Public health relevance
Prevalence and socioeconomic impact Infertility. Estimates suggest that up to 186 million women globally are infertile (13, 14). Although differing methods and definitions have been used to derive infertility burden, a recent review estimated global prevalence of infertility to be 9% (15). Data on worldwide prevalence of childlessness further estimate that as many as 70 million couples would benefit from medical intervention to achieve pregnancy (16). There are not enough data to assess global infertility prevalence trends over the past 20 years. But these trends can be impacted by a rise in STIs with subsequent impaired reproductive organ function, lifestyle changes and delayed childbearing (13–15).
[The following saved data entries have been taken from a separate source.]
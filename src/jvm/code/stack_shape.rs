use super::{HandlerList, Instruction};
use crate::jvm::Error;

/// Word sizes (1 or 2) of the values on the operand stack, from the bottom up
///
/// Bytecode stack manipulation instructions (`pop2`, `dup_x2`, `swap`, etc.) work on words, while
/// their `Instruction` counterparts work on elements. Knowing the shape of the stack is what lets
/// us translate between the two.
#[derive(Clone, PartialEq, Eq, Hash, Debug, Default)]
pub struct StackShape(Vec<u8>);

impl StackShape {
    pub fn empty() -> StackShape {
        StackShape(vec![])
    }

    pub fn from_words(words: Vec<u8>) -> StackShape {
        StackShape(words)
    }

    /// Word sizes of the stack elements, bottom first
    pub fn elements(&self) -> &[u8] {
        &self.0
    }

    /// Number of elements on the stack
    pub fn depth(&self) -> usize {
        self.0.len()
    }

    /// Total number of words on the stack
    pub fn words(&self) -> usize {
        self.0.iter().map(|w| *w as usize).sum()
    }

    /// Word size of the `n`-th element from the top (0 is the top)
    pub fn from_top(&self, n: usize) -> Option<u8> {
        self.0.len().checked_sub(n + 1).map(|idx| self.0[idx])
    }

    pub fn push(&mut self, words: u8) {
        self.0.push(words);
    }

    /// Remove the top `count` elements, returning their word sizes bottom first
    pub fn pop(&mut self, count: usize) -> Option<Vec<u8>> {
        let remaining = self.0.len().checked_sub(count)?;
        Some(self.0.split_off(remaining))
    }

    /// Update the shape to reflect what happens after the instruction runs
    ///
    /// `at` is only used in the error reported on underflow.
    pub fn apply(&mut self, insn: &Instruction, at: usize) -> Result<(), Error> {
        let underflow = || Error::stack_shape(at, format!("stack underflow at {}", insn));
        let popped = self.pop(insn.popped_count()).ok_or_else(underflow)?;
        match insn {
            Instruction::Dup(shape) => {
                let (under, copied) = popped.split_at(shape.delta());
                self.0.extend_from_slice(copied);
                self.0.extend_from_slice(under);
                self.0.extend_from_slice(copied);
            }
            Instruction::Swap => {
                self.0.push(popped[1]);
                self.0.push(popped[0]);
            }
            _ => {
                if let Some(words) = insn.pushed_word_size() {
                    self.0.push(words);
                }
            }
        }
        Ok(())
    }
}

/// Outcome of simulating the stack shape over a method body
#[derive(Debug, Clone)]
pub struct StackShapes {
    shapes: Vec<Option<StackShape>>,
    max_words: usize,
}

impl StackShapes {
    /// Shape of the stack before the instruction executes (`None` if it is unreachable)
    pub fn before(&self, index: usize) -> Option<&StackShape> {
        self.shapes.get(index).and_then(Option::as_ref)
    }

    pub fn is_reachable(&self, index: usize) -> bool {
        self.before(index).is_some()
    }

    /// Maximum height of the stack in words, at any point
    pub fn max_words(&self) -> usize {
        self.max_words
    }
}

/// Compute the stack shape before every instruction
///
/// Propagation starts at the first instruction with an empty stack and at every handler with just
/// the caught exception on the stack, and follows branch and fall-through edges. Every path
/// reaching an instruction must agree on the shape.
pub fn simulate(
    instructions: &[Instruction],
    handlers: &[HandlerList],
) -> Result<StackShapes, Error> {
    let len = instructions.len();
    let mut shapes: Vec<Option<StackShape>> = vec![None; len];
    let mut max_words = 0;

    let mut worklist: Vec<(usize, StackShape)> = vec![];
    for list in handlers {
        for handler in list.iter() {
            worklist.push((handler.target, StackShape::from_words(vec![1])));
        }
    }
    if len > 0 {
        worklist.push((0, StackShape::empty()));
    }

    while let Some((index, shape)) = worklist.pop() {
        let insn = instructions.get(index).ok_or_else(|| {
            Error::InvalidOperand(format!("control flow reaches index {} of {}", index, len))
        })?;
        match &shapes[index] {
            Some(existing) if *existing == shape => continue,
            Some(existing) => {
                return Err(Error::stack_shape(
                    index,
                    format!(
                        "stack is {:?} along one path but {:?} along another",
                        existing.elements(),
                        shape.elements()
                    ),
                ))
            }
            None => (),
        }

        let mut after = shape.clone();
        after.apply(insn, index)?;
        max_words = max_words.max(shape.words()).max(after.words());
        shapes[index] = Some(shape);

        for target in insn.branch_targets() {
            worklist.push((*target, after.clone()));
        }
        if insn.is_fall_through() {
            if index + 1 >= len {
                return Err(Error::InvalidOperand(format!(
                    "control falls off the end of the method after {}",
                    insn
                )));
            }
            worklist.push((index + 1, after));
        }
    }

    Ok(StackShapes { shapes, max_words })
}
The economic and social impact of infertility is significant, particularly for women, who will often suffer from social isolation, discrimination, disinheritance, depression, abuse, divorce and possible abandonment in old age. Infertility as a common cause of childlessness can also have a broader negative economic impact on families, particularly in LMICs, where children contribute to family incomes and older parents depend on their children for support. PCOS is thought to be the most common endocrine disorder found in women of reproductive age and impacts all races and ethnicities. In unspecified populations PCOS has a reported incidence rate of 3–10% (17), although more precise incidence is unknown due to underdiagnosis. Common symptoms include irregular menstrual cycle, polycystic ovaries and hirsutism (18), but may also include infertility, insulin resistance, impaired glucose tolerance (type 2 diabetes) and dyslipidaemia (18). Multiple diagnostic criteria have been adopted for PCOS, but the common denominator appears to be oligoovulation and androgen excess. LPD. Estimates of LPD prevalence among infertile women vary considerably from around 4% to 30%, with variability attributed to lack of consensus on both its definition and diagnostic criteria. A shortened luteal phase is, however, reported to occur in 5% of ovulatory cycles and accounts for between 25% and 40% of recurrent pregnancy losses (19, 20).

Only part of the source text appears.